## Source information:
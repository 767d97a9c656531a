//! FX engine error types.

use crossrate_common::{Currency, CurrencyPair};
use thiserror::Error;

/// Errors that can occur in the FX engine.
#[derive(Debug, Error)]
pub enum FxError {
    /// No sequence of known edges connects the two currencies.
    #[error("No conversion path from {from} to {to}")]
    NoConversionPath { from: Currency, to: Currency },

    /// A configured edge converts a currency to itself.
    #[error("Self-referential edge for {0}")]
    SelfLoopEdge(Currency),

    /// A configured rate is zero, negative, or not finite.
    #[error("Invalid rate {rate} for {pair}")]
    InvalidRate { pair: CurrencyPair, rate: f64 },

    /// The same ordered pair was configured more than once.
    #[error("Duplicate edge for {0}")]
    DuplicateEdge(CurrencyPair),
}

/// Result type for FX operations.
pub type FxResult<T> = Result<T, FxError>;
--
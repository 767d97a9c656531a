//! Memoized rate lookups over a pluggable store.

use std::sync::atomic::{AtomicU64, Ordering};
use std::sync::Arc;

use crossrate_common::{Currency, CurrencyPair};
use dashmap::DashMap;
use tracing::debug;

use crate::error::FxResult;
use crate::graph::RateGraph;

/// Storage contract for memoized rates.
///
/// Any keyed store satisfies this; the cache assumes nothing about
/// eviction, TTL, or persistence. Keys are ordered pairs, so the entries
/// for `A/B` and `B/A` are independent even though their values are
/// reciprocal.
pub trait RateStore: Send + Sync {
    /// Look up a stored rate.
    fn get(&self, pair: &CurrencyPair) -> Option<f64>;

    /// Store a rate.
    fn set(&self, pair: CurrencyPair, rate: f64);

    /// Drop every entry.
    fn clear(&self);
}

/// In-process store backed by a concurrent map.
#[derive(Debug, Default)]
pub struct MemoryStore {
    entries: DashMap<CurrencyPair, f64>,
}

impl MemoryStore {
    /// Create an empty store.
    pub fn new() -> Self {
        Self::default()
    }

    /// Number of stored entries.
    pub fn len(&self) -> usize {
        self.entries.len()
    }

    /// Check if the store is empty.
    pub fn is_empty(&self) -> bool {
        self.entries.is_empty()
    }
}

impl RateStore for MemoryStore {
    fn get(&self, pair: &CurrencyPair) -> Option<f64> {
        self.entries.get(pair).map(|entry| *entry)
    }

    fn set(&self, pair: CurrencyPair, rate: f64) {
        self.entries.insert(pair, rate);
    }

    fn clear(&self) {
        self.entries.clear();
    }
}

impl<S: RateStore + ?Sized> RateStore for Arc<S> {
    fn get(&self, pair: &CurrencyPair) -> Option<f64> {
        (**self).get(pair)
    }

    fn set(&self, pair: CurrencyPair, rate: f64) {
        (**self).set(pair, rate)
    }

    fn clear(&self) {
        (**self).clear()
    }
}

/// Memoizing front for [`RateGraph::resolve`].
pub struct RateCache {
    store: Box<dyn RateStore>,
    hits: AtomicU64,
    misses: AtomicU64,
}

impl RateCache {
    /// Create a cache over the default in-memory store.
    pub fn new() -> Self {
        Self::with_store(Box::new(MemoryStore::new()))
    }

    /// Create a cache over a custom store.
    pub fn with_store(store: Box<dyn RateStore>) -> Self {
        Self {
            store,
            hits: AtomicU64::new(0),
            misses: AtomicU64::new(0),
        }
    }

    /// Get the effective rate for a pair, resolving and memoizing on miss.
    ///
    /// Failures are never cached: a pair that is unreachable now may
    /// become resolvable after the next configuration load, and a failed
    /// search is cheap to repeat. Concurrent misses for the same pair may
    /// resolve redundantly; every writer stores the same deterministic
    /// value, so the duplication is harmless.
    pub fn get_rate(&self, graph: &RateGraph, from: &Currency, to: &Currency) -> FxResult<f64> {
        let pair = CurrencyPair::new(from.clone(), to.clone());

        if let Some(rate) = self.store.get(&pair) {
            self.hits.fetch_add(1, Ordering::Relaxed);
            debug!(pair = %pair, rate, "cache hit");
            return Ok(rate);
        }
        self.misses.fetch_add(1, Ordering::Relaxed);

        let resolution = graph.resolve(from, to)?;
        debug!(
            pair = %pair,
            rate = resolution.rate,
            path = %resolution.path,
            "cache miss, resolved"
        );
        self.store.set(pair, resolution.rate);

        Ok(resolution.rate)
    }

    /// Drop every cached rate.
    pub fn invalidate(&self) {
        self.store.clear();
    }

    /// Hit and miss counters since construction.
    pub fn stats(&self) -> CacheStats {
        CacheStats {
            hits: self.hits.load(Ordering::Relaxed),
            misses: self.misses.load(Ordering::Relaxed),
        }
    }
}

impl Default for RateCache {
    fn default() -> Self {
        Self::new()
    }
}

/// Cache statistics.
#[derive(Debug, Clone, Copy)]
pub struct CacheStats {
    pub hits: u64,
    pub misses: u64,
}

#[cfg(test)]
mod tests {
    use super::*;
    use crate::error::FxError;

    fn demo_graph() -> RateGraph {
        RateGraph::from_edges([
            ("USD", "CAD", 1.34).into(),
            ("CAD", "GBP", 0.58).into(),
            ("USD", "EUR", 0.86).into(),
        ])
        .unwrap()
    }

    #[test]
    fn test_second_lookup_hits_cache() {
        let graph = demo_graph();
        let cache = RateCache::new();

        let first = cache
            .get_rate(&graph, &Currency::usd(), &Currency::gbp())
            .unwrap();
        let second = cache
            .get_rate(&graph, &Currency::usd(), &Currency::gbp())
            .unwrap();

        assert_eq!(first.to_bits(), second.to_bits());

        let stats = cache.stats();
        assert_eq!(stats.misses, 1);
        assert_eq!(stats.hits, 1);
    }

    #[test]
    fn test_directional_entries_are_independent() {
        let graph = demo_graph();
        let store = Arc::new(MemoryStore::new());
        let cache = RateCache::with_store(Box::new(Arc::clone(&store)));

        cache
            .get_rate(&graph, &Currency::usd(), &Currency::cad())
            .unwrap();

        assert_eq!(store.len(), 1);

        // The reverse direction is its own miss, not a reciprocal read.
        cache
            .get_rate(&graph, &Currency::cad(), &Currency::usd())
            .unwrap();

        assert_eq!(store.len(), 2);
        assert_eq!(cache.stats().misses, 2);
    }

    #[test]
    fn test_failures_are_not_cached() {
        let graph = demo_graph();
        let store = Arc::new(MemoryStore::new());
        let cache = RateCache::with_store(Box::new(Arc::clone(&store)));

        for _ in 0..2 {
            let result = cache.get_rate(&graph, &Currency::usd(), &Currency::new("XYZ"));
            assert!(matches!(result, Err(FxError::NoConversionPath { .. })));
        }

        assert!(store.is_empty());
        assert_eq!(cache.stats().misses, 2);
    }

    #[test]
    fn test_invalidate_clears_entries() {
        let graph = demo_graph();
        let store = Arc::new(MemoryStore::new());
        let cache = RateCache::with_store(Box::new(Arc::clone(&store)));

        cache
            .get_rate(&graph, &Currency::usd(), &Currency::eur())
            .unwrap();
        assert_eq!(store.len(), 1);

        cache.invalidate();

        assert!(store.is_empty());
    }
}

## Assignment:
Please return every line from the material above where the string "CacheStats" occurs.

## Response for this exercise:
    pub fn stats(&self) -> CacheStats {
        CacheStats {
pub struct CacheStats {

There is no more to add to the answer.